But before the people who are inclined to pick up a pen and write a furious letter of complaint actually do so, we should point out that we are fully aware that the gap between Loeb and his Citroen team-mate Mikko Hirvonen is just 38 points.
The 55 points we are talking about - which are the equivalent of two wins and a bit of luck on the Power Stage - separate Loeb from Ford’s Petter Solberg in third, which is the much more relevant figure.
Unless Loeb gets into trouble of some sort, Hirvonen is not going to be allowed to challenge him for the title - and that’s no criticism of Citroen, just an acknowledgement of the most effective way to win a championship. Citroen tried the whole equal opportunities policy last year with Sebastien Ogier and it didn’t really work. It was never going to: any team that encourages its drivers to take points out of each other rather than their rivals needs a change of strategy.
That’s the exact reason why Ford also adopted the policy of having a number one and number two driver this year, except in their case it was somewhat less successful as their number one driver kept on crashing - even without a car on one occasion, thanks to a rogue ski track in April.
Latvala is the nicest person you could hope to meet but he admits that he needs to build his confidence up again this summer after a season so far that has been beset by errors. New Zealand was a case in point: having led the rally initially, he got himself so tangled up in a wire fence on Friday that the Fiesta had to be liberated with wire cutters, a process that took four minutes.
So it wasn’t so much that Loeb was untouchably quick in New Zealand: far from it as Hirvonen was able to keep pace with him and had Petter Solberg not been on hard tyres for Friday’s soft stages, dropping a minute a half, he would have been right with Loeb at the finish too. Not to mention an on-form Latvala, who is probably faster than all three of them in terms of raw speed.

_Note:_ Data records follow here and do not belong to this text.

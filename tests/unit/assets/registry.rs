use super::*;

#[test]
fn normalize_path_slash_normalization() {
    assert_eq!(normalize_rel_path("a/b.png").unwrap(), "a/b.png");
    assert_eq!(normalize_rel_path("a\\b.png").unwrap(), "a/b.png");
    assert_eq!(normalize_rel_path("./a//b.png").unwrap(), "a/b.png");
    assert!(normalize_rel_path("../x.png").is_err());
    assert!(normalize_rel_path("/abs.png").is_err());
    assert!(normalize_rel_path("").is_err());
    assert!(normalize_rel_path("./.").is_err());
}

#[test]
fn variants_get_their_own_keys() {
    assert_eq!(template_key("news", None), "news");
    assert_eq!(template_key("idea", Some(3)), "idea_3");

    let mut reg = TemplateRegistry::default();
    reg.register("idea", Some(3), "templates/idea-apr.png").unwrap();
    reg.register("idea", None, "templates/idea.png").unwrap();

    assert_eq!(reg.resolve("idea", Some(3)).unwrap(), "templates/idea-apr.png");
    assert_eq!(reg.resolve("idea", None).unwrap(), "templates/idea.png");
}

#[test]
fn unregistered_asset_is_not_found() {
    let reg = TemplateRegistry::default();
    let err = reg.resolve("news", Some(1)).unwrap_err();
    assert!(err.is_not_found());
    assert!(err.to_string().contains("news_1"));
}

#[test]
fn from_map_rejects_traversal() {
    let mut map = BTreeMap::new();
    map.insert("news".to_string(), "../secret.png".to_string());
    assert!(TemplateRegistry::from_map(&map).is_err());
}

It’s just that the three people capable of getting past Loeb were either not allowed to or insisted on shooting themselves in the foot. So for the Frenchman the pressure is off and success becomes a self-fulfilling prophecy.
Consider the statistics so far: Brother Rally New Zealand was his 72nd career victory, forming a crucial chapter in what will almost certainly be the story of his ninth consecutive title. Nobody has ever seen dominance like it, and it would be safe to bet that we will never see it again. So you have to wonder about the people who knock it; who claim that is somehow making the sport boring, too predictable, not interesting to watch.
The truth is that it makes it more fascinating, even compelling to watch. Where will Loeb stop? His contract theoretically runs to the end of 2013, and you suspect that the notion of 10 consecutive titles would sound good to him, writing his name even more indelibly in the sport’s history books than it is already.
Equally, he may decide that enough is enough at the end of this year, as that option is contractually open to him too. So we should treasure these moments and enjoy this masterclass that we are privileged to witness in our lifetime. We all hang on to the every word that people who were lucky enough to watch legends such as Fangio or Moss race in their heyday tell us, even though at the time they may have thought that it was nothing special. For future generations, when they ask us ‘but what was it really like, watching Sebastien Loeb?’ it will be no different.
With six rallies to go, two of them solely on asphalt, it’s hard to imagine anyone consistently getting the better of him. The one really big surprise could come from MINI though. Again in New Zealand, the snappily-named John Cooper Works WRC set some mightily impressive times (including two fastest stage times) and that was with a driver who was not as match fit as his rivals and a car that has nothing like the same investment behind it as its factory opposition. Curiously, the MINI is faster on asphalt than it is on gravel (the opposite tends to be true for new cars) and Sordo has absolutely nothing to lose and everything to gain.
In New Zealand, Sordo once again showed total commitment: take away the time that he lost with a similar tyre choice mistake to Solberg’s on Friday, not to mention a gear selection issue, and he would in all probability have finished on the podium, which was the objective that Prodrive had fixed for him before he set out.
Another person who ticked all his boxes in New Zealand was Thierry Neuville. Fifth place on his first visit to the event suggests that he may even been ready for a number two factory seat next year provided he keeps his nose clean. Citroen know his pace, but they want to see that he can finish a rally without making mistakes - which as we’ve seen already is going to be the key to championship success this year.
The Belgian finally proved it in New Zealand by finishing just behind the Ford of Evgeny Novikov, who put in another quietly impressive drive to consolidate his fifth overall in the championship.
After his attention-grabbing antics in 2009, Novikov is doing exactly what he needs to now: keeping his head down, learning his trade, and racking up the results and the kilometres. None of these youngsters are going to stop Sebastien Loeb from winning everything; at least not for now. But it’s good to know that the future of the sport is in safe hands.